Unlike the ACS standards, Don wanted the stall horn blaring. This threw me as for the test I've been trying to unlearn going to true MCA and instead to keep above the stall horn as required in the new ACS standards.
He was pretty demanding in regards to keeping the airplane right at the starting altitude, keeping it on heading or to the heading he wanted to go to and to keep it coordinated. In short I need to be a lot more aggressive with the rudder and be ready to feed in power as various air masses and gusts moved the plane up and down. I'll say it was harder than I thought it would be, I felt really off at the start and it took me awhile to "get it", but got better at it, and I learned a lot.

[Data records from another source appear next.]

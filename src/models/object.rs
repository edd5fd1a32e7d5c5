//! Building blocks shared by every CMS object: media, relations, timestamps,
//! and the tolerant field readers used by the entity models.

use chrono::{DateTime, NaiveDate, NaiveDateTime, Utc};
use serde::de::DeserializeOwned;
use serde::{Deserialize, Deserializer, Serialize};
use serde_json::Value;

/// An uploaded image.
#[derive(Debug, Clone, Default, PartialEq, Serialize, Deserialize)]
pub struct Media {
    #[serde(default, deserialize_with = "nullable")]
    pub url: String,
    #[serde(default, deserialize_with = "nullable")]
    pub imgix_url: String,
}

impl Media {
    /// Cropped, auto-formatted rendition at the given size.
    pub fn thumbnail(&self, width: u32, height: u32) -> Option<String> {
        let base = if self.imgix_url.is_empty() {
            &self.url
        } else {
            &self.imgix_url
        };
        if base.is_empty() {
            return None;
        }
        Some(format!(
            "{base}?w={width}&h={height}&fit=crop&auto=format,compress"
        ))
    }
}

/// Reference to another object.
///
/// Depth-expanded fetches inline the referenced object; shallow fetches leave
/// its id. Anything else is kept as-is and treated as having no nested fields.
#[derive(Debug, Clone, PartialEq, Serialize, Deserialize)]
#[serde(untagged)]
pub enum Relation<T> {
    Expanded(Box<T>),
    Id(String),
    Unresolved(Value),
}

impl<T> Relation<T> {
    pub fn expanded(&self) -> Option<&T> {
        match self {
            Self::Expanded(inner) => Some(inner),
            Self::Id(_) | Self::Unresolved(_) => None,
        }
    }
}

/// Parse a CMS timestamp. Accepts RFC 3339, zone-less date-times (read as
/// UTC) and bare dates (midnight UTC).
pub fn parse_timestamp(raw: &str) -> Option<DateTime<Utc>> {
    let raw = raw.trim();
    if let Ok(dt) = DateTime::parse_from_rfc3339(raw) {
        return Some(dt.with_timezone(&Utc));
    }
    if let Ok(naive) = NaiveDateTime::parse_from_str(raw, "%Y-%m-%dT%H:%M:%S%.f") {
        return Some(naive.and_utc());
    }
    NaiveDate::parse_from_str(raw, "%Y-%m-%d")
        .ok()
        .and_then(|d| d.and_hms_opt(0, 0, 0))
        .map(|naive| naive.and_utc())
}

// -- Tolerant field readers --

/// Treat an explicit `null` like a missing field.
pub(crate) fn nullable<'de, D, T>(deserializer: D) -> Result<T, D::Error>
where
    D: Deserializer<'de>,
    T: Deserialize<'de> + Default,
{
    Ok(Option::<T>::deserialize(deserializer)?.unwrap_or_default())
}

/// Read any value as `T`, falling back to `None` when the shape is wrong.
pub(crate) fn lenient<'de, D, T>(deserializer: D) -> Result<Option<T>, D::Error>
where
    D: Deserializer<'de>,
    T: DeserializeOwned,
{
    let value = Option::<Value>::deserialize(deserializer)?;
    Ok(value.and_then(|v| serde_json::from_value(v).ok()))
}

/// Read a decimal field that may arrive as a string or a bare number.
pub(crate) fn lenient_decimal<'de, D>(deserializer: D) -> Result<Option<String>, D::Error>
where
    D: Deserializer<'de>,
{
    let value = Option::<Value>::deserialize(deserializer)?;
    Ok(match value {
        Some(Value::String(s)) => Some(s),
        Some(Value::Number(n)) => Some(n.to_string()),
        _ => None,
    })
}

/// Read a real number that may arrive as a number or a numeric string.
pub(crate) fn lenient_f64<'de, D>(deserializer: D) -> Result<Option<f64>, D::Error>
where
    D: Deserializer<'de>,
{
    let value = Option::<Value>::deserialize(deserializer)?;
    Ok(value
        .and_then(|v| match v {
            Value::Number(n) => n.as_f64(),
            Value::String(s) => s.trim().parse().ok(),
            _ => None,
        })
        .filter(|f| f.is_finite()))
}

/// Read a list of strings, dropping entries that are not strings.
pub(crate) fn lenient_strings<'de, D>(deserializer: D) -> Result<Vec<String>, D::Error>
where
    D: Deserializer<'de>,
{
    let value = Option::<Value>::deserialize(deserializer)?;
    Ok(match value {
        Some(Value::Array(items)) => items
            .into_iter()
            .filter_map(|item| match item {
                Value::String(s) => Some(s),
                _ => None,
            })
            .collect(),
        _ => Vec::new(),
    })
}
//! Domain entities read from the content store.

pub mod menu_item;
pub mod money;
pub mod object;
pub mod order;
pub mod restaurant;

pub use menu_item::{MenuCategory, MenuItem};
pub use order::{Order, OrderItem, OrderStatus, PaymentStatus};
pub use restaurant::{Restaurant, RestaurantStatus};
use axum::{extract::State, response::Html};

use crate::errors::AppError;
use crate::services::catalog;
use crate::views::{self, MenuItemsPage};
use crate::AppState;

/// GET /menu-items: menu item cards across all restaurants.
pub async fn page(State(state): State<AppState>) -> Result<Html<String>, AppError> {
    let menu_items = catalog::list_menu_items(state.content.as_ref()).await?;
    views::render(&MenuItemsPage { menu_items })
}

Then we did some landings and while most were good, two were sucky - one had a gust shift on final that I didn't respond to well enough so we did a go-round, which I am rather good at. We also had a sucky bouncer as we did come in a bit fast due to the gusts and at a setting of 20 degree flaps so I need to work on that too including bounce recovery. Overall a pretty good lesson, with a great takeaway that if you trim the plane perfectly on the downwind, you probably won't need to re-trim it on base or final.
After the lesson, Don and a CFI-candidate kindly let me sit in on a weather theory session for the CFI-candidate.
It was very helpful as Don really knows his stuff and it certainly bolstered an area for the oral exam that I'm not as strong in as I would like to be. I think I gained enough in that session combined with my prior study of it to weather that area of the oral exam with flying colors.
We then had a fun conversation with Don, the CFI-candidate and another CFI. It was interesting listening to their stories - the CFI-candidate is a former 82nd Airborne paratrooper and some of his drop stories are rather riveting, including the time they got mis-dropped into a Walmart parking lot in full combat drop regallia. The CFI recounted her chamber ride to find out her hypoxia symptoms which was pretty neat to hear - in short with hypoxia for her and she found out first she'll get a headache but then she'll feel real happy but be pretty much incapable of doing anything helpful right up to the point of going unconscious. Don also talked about his CFI checkride back in the day which was interesting to hear as well. Apparently its not very often that you can truthfully tell a DPE in a nice way that they suck at lazy eights.
Lots of laughs and useful informal learning from some very good CFIs and a CFI-candidate who I expect will become a great CFI.